> **GOAL OF THE EXERCISE**
In the listing below, find the line with "for byte-oriented text.", then repeat exactly every line from the top through that one.

> **SUPPLIED INFORMATION**
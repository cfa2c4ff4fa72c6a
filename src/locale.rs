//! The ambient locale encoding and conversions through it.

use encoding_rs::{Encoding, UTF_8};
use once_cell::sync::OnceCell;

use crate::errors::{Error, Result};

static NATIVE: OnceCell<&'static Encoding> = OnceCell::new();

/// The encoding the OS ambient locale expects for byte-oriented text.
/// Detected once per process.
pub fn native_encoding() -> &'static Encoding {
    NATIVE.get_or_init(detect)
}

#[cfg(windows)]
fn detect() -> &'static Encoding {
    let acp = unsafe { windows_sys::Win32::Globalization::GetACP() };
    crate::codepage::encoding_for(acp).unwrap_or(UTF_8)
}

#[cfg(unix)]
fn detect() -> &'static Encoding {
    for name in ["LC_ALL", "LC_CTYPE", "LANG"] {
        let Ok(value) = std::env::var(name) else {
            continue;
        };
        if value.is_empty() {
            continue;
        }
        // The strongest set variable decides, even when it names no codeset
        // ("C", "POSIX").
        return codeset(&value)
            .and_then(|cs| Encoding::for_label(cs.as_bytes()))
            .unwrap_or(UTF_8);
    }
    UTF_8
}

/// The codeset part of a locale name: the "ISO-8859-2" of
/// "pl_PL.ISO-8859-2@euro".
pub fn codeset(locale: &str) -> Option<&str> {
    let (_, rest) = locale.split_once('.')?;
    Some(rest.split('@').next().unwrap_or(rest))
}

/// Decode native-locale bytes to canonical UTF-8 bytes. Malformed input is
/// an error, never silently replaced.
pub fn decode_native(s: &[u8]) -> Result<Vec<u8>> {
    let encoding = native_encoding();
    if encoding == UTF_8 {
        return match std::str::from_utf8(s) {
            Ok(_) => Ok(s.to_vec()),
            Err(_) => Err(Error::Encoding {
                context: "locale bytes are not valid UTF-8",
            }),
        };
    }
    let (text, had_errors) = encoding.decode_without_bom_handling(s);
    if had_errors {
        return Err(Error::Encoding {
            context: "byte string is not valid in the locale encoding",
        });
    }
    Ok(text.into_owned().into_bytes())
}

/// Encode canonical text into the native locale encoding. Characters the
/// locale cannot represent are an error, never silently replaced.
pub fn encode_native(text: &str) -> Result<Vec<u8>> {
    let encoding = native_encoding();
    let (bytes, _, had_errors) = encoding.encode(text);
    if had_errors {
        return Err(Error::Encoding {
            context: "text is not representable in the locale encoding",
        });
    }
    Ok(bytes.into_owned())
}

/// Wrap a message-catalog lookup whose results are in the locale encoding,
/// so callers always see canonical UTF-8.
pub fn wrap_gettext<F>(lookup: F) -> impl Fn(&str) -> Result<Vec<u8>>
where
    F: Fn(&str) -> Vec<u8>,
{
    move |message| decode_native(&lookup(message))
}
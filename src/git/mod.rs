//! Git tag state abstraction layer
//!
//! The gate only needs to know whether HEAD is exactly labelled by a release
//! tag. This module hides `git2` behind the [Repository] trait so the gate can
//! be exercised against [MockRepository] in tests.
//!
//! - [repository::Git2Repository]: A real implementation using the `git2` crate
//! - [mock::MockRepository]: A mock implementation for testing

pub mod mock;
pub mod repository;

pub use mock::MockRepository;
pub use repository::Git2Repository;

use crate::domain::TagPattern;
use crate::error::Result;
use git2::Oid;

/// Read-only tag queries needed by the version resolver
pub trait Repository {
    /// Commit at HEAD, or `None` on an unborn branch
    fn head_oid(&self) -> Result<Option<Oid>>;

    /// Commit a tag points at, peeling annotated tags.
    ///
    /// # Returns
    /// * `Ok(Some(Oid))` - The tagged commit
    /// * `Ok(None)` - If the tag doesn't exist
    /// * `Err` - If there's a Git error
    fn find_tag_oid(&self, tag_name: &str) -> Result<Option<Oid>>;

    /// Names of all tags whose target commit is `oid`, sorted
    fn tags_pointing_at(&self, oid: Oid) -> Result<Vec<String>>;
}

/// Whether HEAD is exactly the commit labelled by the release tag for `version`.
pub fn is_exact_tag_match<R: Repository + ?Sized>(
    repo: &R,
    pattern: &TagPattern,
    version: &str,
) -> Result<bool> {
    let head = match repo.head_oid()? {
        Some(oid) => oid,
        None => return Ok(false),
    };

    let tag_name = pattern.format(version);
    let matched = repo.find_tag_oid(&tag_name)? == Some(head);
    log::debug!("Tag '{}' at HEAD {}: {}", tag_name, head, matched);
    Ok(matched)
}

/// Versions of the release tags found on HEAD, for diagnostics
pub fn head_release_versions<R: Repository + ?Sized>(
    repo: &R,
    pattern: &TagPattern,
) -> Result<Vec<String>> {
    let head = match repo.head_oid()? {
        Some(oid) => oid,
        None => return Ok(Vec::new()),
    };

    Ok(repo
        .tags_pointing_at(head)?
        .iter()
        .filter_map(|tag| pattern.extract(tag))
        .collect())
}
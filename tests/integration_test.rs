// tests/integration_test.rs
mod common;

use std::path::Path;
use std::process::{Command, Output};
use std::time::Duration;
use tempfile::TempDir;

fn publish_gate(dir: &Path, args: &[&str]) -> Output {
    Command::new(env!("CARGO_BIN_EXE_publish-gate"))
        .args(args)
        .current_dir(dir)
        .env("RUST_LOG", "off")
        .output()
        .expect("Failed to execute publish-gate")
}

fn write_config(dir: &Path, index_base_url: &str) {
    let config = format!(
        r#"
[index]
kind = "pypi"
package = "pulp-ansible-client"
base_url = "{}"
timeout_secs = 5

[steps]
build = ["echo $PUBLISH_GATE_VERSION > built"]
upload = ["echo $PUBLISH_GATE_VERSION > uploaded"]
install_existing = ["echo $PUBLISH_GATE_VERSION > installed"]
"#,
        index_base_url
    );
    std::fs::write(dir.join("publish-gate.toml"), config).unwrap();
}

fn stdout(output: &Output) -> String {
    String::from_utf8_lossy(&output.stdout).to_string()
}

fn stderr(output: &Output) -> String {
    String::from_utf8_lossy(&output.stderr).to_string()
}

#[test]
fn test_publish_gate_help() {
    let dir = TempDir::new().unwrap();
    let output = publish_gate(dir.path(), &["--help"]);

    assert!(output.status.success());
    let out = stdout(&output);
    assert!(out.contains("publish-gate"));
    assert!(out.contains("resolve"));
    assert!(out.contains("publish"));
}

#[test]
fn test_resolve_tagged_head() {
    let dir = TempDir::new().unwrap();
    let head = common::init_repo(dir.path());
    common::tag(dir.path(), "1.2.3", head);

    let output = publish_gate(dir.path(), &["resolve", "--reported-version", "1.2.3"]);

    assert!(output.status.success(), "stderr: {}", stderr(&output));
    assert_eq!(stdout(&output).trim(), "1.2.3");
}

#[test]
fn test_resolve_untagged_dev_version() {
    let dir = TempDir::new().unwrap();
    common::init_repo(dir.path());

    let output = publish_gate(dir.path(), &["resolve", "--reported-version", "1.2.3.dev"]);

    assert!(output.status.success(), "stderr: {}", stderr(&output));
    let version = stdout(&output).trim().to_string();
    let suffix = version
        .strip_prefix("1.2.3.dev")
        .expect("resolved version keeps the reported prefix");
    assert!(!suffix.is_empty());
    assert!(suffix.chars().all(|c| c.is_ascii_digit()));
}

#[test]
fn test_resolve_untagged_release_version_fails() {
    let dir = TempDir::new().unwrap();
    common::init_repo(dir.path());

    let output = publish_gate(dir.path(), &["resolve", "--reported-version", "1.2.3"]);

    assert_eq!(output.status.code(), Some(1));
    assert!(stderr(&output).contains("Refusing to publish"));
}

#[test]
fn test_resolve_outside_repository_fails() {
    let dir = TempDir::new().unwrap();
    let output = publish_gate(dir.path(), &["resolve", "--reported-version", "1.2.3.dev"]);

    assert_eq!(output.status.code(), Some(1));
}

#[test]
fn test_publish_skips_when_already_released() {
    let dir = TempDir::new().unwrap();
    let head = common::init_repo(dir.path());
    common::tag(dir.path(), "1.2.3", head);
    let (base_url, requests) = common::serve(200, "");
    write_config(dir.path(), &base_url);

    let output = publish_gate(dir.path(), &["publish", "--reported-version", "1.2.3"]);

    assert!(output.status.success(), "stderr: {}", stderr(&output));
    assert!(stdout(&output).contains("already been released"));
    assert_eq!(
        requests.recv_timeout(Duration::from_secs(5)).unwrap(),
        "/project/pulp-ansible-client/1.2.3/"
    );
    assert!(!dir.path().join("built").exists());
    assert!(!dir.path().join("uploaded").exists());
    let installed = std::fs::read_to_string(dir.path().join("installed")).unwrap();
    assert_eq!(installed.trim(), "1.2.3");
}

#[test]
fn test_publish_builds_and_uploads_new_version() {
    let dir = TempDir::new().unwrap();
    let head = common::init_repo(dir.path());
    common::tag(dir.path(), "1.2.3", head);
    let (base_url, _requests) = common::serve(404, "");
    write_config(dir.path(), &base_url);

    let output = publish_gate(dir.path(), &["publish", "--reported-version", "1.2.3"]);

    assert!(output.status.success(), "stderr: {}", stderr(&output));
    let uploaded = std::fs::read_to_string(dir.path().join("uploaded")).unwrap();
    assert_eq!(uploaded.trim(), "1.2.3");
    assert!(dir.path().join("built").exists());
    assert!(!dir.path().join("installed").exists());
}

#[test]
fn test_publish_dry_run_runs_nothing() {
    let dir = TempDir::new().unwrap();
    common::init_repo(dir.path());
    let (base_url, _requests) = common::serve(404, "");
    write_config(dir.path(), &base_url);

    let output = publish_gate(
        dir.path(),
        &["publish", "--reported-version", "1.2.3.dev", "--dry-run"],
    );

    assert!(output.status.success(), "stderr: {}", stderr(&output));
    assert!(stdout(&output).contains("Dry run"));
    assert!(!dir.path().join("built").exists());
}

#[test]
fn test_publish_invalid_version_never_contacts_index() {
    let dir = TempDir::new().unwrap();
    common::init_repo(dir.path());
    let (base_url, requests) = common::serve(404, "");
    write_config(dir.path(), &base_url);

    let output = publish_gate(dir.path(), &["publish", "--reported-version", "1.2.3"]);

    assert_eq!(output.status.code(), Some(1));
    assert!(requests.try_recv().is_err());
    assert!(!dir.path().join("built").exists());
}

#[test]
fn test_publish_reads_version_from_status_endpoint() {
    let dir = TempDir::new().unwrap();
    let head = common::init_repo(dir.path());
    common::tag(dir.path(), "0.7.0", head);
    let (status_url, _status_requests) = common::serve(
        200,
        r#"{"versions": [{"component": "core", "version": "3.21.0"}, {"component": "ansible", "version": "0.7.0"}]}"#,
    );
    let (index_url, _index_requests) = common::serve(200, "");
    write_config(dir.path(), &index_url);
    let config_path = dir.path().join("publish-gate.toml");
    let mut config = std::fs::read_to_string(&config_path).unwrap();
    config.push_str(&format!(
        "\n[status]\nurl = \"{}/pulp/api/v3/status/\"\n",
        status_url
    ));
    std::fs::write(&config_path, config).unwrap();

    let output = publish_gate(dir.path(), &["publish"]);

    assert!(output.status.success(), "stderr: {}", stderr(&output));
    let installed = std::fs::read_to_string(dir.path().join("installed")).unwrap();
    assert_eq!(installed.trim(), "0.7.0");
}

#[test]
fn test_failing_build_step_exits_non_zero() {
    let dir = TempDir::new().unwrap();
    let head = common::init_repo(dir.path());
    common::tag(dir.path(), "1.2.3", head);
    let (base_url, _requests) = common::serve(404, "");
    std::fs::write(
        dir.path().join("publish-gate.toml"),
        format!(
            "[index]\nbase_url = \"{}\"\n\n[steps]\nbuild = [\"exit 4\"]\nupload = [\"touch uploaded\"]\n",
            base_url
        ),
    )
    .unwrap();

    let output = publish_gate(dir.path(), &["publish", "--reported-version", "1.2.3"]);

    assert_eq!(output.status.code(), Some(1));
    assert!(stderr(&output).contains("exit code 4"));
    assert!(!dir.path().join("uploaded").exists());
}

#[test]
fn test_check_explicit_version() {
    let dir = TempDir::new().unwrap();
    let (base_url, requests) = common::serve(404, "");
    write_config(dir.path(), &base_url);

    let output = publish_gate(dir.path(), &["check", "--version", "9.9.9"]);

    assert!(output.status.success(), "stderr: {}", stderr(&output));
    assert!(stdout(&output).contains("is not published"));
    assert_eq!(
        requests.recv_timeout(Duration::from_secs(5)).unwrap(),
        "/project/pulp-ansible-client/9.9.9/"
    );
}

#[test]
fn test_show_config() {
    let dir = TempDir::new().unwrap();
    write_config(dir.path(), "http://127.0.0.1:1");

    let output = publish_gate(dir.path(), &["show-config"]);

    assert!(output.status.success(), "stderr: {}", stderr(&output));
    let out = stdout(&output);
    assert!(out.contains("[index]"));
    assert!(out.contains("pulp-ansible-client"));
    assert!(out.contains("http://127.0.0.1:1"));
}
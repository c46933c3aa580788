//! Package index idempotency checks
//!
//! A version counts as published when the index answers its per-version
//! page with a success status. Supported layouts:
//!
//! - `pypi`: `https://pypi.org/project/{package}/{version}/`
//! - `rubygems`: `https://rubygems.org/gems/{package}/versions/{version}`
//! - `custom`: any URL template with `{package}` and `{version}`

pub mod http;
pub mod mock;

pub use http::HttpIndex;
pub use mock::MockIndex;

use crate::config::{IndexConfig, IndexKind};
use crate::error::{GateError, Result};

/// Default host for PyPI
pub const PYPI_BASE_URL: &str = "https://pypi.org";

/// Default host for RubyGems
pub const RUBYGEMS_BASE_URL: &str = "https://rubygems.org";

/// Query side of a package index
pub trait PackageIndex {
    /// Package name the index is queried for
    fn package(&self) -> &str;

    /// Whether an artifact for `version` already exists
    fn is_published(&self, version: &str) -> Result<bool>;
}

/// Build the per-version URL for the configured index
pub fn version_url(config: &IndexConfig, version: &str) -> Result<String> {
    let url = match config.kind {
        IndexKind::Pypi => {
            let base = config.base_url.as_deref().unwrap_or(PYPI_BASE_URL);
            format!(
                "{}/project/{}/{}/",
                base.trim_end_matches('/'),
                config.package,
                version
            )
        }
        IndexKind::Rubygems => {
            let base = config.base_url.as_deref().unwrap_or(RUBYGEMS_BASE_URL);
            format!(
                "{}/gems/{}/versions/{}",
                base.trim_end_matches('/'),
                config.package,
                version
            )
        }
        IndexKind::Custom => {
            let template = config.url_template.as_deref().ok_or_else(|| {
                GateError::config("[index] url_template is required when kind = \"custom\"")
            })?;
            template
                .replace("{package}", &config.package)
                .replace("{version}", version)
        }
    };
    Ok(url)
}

> **ANSWER SPACE**
repository cfa2c4ff4fa72c6a
filename src/locale.rs
//! The ambient locale encoding and conversions through it.

use encoding_rs::{Encoding, UTF_8};
use once_cell::sync::OnceCell;

use crate::errors::{Error, Result};

static NATIVE: OnceCell<&'static Encoding> = OnceCell::new();

/// The encoding the OS ambient locale expects for byte-oriented text.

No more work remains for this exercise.